◆ **TASK PROMPT**: Please copy out every line in the records below that includes the word "type".

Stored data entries
- Opening Delimiter -

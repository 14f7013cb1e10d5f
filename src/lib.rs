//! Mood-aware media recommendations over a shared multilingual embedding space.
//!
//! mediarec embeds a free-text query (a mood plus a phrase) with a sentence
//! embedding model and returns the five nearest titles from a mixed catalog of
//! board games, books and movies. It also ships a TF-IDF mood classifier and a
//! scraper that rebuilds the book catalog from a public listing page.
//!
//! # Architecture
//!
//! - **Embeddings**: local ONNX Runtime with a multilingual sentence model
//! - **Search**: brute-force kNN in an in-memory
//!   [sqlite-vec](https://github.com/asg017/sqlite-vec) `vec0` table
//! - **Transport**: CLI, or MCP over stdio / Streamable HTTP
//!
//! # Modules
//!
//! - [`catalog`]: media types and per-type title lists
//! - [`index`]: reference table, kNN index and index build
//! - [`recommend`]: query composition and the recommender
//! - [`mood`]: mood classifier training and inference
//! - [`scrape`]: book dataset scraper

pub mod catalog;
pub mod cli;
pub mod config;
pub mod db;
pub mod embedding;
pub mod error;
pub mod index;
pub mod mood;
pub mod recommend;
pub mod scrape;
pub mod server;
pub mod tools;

- Closing Delimiter -
- Opening Delimiter -

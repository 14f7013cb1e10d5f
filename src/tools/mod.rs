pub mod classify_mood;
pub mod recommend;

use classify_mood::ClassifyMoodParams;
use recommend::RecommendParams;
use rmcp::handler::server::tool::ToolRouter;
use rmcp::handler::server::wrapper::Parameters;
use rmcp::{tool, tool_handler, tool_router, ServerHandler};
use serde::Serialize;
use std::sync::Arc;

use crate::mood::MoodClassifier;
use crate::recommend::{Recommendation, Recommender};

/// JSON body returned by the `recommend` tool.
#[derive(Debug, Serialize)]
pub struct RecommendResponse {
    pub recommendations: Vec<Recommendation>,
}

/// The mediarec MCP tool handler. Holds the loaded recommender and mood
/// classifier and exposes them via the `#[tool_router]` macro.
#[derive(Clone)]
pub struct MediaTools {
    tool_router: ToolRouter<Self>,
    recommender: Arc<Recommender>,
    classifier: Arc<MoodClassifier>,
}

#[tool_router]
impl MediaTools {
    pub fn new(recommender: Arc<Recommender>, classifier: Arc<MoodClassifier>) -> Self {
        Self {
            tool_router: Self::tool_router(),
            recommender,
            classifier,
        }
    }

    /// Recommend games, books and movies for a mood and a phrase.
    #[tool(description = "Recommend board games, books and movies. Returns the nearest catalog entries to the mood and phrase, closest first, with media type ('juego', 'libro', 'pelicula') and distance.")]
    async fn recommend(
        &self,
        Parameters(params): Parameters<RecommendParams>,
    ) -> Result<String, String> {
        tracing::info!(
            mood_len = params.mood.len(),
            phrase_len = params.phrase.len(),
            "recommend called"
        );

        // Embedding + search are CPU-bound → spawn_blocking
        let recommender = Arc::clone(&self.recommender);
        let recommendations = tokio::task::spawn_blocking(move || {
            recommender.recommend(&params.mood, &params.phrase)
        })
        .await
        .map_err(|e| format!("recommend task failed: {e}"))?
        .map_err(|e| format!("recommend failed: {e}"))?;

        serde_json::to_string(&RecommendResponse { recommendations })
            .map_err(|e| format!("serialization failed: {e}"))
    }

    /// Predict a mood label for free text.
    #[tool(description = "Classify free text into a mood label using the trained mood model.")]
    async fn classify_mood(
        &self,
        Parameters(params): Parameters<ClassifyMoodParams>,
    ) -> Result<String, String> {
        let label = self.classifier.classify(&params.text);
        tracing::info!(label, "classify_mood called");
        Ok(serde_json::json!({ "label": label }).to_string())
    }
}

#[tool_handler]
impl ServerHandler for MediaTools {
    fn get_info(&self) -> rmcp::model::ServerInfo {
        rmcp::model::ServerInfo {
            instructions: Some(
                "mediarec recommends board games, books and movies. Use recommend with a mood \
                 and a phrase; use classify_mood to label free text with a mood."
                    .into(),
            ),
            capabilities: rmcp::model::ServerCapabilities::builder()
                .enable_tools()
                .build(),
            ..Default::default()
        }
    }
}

- Closing Delimiter -
- Opening Delimiter -

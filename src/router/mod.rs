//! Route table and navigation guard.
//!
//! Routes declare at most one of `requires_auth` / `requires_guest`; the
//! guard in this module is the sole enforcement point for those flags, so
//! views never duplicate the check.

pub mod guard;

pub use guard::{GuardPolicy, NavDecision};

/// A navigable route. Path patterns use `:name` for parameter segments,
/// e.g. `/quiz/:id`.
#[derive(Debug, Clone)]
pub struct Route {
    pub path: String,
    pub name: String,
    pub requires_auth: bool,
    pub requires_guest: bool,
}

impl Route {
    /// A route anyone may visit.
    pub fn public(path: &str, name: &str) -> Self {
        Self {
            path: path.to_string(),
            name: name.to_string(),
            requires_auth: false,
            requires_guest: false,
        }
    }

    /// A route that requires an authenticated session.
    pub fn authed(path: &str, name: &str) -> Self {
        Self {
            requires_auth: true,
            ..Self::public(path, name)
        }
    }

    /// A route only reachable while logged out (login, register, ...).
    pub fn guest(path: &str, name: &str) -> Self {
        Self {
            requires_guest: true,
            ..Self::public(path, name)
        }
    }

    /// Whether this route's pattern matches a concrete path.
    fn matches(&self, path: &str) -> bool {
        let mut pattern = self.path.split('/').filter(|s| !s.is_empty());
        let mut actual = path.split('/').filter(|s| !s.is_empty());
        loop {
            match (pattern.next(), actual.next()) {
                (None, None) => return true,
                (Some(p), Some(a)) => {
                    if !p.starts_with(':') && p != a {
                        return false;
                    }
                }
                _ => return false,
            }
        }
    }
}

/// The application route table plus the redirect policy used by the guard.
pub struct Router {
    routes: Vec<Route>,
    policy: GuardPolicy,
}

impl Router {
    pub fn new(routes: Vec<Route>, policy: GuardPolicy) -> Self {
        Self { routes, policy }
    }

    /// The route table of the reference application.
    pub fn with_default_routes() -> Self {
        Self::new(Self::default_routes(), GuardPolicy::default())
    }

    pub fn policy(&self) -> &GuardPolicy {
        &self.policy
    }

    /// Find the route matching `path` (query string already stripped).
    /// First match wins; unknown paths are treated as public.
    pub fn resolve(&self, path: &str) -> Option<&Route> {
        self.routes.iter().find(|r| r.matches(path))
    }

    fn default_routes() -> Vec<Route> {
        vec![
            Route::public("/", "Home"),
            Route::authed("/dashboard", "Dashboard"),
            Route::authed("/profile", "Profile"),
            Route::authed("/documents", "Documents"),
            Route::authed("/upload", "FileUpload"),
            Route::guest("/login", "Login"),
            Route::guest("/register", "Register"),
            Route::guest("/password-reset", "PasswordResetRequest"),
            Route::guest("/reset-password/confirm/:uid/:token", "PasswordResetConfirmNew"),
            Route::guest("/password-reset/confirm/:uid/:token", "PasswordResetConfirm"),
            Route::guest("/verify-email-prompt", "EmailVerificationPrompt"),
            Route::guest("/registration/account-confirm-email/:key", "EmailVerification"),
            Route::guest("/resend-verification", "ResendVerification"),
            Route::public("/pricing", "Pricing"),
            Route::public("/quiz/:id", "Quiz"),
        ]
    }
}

- Closing Delimiter -

◆ **SOLUTION TO THIS EXERCISE**:
//! - [`catalog`]: media types and per-type title lists
    #[tool(description = "Recommend board games, books and movies. Returns the nearest catalog entries to the mood and phrase, closest first, with media type ('juego', 'libro', 'pelicula') and distance.")]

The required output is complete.